» WHAT IS BEING ASKED: Lines from the beginning of the data through the line containing "use policy_common::ReplicationTaskRecord;" are to be copied exactly, with no other line included.

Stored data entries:
..........

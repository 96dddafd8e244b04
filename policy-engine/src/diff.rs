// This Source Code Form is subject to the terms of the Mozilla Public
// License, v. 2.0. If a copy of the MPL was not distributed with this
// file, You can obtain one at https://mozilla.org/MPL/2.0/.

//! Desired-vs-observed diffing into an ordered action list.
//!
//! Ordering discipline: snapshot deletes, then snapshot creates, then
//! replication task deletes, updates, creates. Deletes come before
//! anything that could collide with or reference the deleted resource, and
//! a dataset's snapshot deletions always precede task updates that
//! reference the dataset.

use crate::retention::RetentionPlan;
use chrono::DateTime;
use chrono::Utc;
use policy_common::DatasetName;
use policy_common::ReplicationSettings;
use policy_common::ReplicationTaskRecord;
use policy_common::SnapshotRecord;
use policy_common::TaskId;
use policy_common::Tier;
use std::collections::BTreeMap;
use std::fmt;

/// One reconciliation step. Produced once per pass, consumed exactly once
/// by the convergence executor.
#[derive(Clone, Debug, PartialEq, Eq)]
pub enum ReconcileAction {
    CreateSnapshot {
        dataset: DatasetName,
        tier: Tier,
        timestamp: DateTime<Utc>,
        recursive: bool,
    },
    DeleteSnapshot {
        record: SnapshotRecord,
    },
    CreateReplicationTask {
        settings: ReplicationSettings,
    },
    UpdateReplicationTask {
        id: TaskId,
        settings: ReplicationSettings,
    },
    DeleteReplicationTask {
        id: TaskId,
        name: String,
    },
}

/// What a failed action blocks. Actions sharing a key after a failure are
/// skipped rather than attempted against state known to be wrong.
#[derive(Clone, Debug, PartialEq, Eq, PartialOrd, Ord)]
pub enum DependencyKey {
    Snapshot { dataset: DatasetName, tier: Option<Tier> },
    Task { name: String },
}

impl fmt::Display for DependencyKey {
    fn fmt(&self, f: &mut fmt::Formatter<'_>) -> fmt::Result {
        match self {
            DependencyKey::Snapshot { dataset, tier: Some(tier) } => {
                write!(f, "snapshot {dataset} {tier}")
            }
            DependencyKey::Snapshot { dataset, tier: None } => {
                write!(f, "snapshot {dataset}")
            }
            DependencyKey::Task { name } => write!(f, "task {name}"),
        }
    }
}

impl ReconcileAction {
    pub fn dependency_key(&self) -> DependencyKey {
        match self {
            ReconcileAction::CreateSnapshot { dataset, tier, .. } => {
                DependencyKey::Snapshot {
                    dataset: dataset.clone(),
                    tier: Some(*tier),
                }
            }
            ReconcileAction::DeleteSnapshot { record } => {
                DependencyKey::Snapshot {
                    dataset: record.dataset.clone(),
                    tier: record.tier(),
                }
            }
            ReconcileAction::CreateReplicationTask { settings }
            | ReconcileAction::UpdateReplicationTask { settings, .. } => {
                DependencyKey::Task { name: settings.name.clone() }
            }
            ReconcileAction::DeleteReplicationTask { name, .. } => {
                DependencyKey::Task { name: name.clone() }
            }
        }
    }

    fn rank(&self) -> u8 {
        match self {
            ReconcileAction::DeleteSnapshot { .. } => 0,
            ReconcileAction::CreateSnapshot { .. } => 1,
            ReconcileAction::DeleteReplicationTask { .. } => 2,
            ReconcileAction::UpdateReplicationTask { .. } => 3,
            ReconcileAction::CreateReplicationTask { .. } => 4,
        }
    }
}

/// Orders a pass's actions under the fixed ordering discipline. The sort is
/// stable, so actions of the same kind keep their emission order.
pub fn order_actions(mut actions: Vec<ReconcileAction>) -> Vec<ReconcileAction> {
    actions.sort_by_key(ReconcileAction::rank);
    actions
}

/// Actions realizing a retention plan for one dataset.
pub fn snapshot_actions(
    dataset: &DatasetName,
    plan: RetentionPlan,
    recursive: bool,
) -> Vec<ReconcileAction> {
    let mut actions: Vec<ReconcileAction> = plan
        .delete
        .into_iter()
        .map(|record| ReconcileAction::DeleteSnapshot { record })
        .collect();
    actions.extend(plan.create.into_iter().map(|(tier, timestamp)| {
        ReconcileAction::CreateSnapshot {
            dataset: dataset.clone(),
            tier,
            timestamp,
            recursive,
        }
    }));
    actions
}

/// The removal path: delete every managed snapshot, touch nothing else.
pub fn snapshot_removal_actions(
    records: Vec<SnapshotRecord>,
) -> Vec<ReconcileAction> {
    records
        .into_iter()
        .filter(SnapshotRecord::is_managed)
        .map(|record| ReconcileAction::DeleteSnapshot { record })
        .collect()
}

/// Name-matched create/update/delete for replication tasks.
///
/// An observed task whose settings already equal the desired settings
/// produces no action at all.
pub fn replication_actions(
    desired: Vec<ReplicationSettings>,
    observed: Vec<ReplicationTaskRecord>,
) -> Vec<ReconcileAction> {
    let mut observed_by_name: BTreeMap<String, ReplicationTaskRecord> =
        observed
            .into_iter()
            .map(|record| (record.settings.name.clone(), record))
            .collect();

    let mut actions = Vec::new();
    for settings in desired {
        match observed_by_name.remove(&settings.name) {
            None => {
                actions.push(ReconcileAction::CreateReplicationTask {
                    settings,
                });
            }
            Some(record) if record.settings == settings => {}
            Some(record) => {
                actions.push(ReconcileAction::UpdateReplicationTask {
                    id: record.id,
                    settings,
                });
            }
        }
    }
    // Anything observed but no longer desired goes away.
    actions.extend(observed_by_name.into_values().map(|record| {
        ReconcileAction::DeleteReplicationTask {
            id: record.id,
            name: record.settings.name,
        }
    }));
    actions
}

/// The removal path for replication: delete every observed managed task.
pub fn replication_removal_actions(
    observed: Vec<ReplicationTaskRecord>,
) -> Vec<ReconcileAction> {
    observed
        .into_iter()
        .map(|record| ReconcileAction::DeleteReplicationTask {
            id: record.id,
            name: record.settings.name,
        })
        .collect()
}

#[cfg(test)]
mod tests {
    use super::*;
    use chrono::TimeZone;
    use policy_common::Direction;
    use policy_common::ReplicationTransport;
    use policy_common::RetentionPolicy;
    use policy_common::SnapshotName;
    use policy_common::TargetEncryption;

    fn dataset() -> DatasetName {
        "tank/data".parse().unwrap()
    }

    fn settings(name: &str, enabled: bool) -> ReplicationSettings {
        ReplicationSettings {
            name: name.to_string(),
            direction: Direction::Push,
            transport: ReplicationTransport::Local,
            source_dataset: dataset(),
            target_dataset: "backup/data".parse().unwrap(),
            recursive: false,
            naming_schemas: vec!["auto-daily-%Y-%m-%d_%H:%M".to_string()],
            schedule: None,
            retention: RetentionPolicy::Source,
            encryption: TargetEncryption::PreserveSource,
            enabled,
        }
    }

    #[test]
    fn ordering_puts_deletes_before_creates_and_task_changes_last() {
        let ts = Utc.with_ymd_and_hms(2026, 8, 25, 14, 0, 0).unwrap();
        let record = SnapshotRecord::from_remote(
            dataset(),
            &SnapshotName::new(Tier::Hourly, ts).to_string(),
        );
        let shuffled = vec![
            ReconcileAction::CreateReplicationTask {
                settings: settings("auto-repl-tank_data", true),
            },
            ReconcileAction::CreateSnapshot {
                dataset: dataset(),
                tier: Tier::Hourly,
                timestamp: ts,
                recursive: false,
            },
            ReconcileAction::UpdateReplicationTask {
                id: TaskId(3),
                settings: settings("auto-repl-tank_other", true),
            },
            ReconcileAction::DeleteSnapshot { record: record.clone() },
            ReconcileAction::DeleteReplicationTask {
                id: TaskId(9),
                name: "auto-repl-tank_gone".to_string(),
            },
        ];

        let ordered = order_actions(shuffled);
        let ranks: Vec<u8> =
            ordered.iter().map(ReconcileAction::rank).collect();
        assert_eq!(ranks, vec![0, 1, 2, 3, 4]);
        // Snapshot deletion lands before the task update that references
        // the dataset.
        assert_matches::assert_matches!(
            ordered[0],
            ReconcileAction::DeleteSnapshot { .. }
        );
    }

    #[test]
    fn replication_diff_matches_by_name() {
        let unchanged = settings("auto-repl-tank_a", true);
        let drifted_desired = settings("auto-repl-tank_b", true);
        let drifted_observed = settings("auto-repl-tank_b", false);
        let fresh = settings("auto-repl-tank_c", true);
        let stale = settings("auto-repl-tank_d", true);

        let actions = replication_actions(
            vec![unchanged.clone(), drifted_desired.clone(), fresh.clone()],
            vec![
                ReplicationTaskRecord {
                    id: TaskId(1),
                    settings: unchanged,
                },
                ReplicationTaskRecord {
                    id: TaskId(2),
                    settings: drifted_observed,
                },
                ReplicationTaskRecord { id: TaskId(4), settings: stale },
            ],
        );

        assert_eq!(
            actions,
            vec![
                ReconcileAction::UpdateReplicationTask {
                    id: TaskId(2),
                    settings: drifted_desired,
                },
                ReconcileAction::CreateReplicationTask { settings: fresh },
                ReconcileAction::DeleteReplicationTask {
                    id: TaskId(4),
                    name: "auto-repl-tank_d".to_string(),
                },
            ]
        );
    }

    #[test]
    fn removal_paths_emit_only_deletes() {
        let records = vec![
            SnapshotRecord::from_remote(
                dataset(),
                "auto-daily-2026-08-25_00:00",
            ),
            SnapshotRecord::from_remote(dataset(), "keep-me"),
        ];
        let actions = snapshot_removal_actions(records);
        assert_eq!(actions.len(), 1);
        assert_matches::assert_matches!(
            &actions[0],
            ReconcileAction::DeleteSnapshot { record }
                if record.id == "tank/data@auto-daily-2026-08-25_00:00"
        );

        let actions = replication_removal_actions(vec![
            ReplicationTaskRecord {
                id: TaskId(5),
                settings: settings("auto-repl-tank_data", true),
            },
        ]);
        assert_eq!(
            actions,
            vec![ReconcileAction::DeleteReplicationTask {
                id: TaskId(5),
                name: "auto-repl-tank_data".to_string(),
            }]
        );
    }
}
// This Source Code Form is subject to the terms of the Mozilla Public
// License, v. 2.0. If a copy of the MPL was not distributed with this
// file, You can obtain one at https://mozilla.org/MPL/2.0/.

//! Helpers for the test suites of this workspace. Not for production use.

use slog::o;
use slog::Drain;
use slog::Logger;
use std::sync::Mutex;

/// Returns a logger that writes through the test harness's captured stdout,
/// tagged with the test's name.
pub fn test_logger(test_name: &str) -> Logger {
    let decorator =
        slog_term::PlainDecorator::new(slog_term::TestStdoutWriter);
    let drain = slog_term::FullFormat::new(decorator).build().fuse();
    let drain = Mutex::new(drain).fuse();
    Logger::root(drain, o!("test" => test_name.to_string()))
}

..........

» RESULT OF THIS TASK:
repository 96dddafd8e244b04
filename policy-engine/src/diff.rs
// This Source Code Form is subject to the terms of the Mozilla Public
// License, v. 2.0. If a copy of the MPL was not distributed with this
// file, You can obtain one at https://mozilla.org/MPL/2.0/.

//! Desired-vs-observed diffing into an ordered action list.
//!
//! Ordering discipline: snapshot deletes, then snapshot creates, then
//! replication task deletes, updates, creates. Deletes come before
//! anything that could collide with or reference the deleted resource, and
//! a dataset's snapshot deletions always precede task updates that
//! reference the dataset.

use crate::retention::RetentionPlan;
use chrono::DateTime;
use chrono::Utc;
use policy_common::DatasetName;
use policy_common::ReplicationSettings;
use policy_common::ReplicationTaskRecord;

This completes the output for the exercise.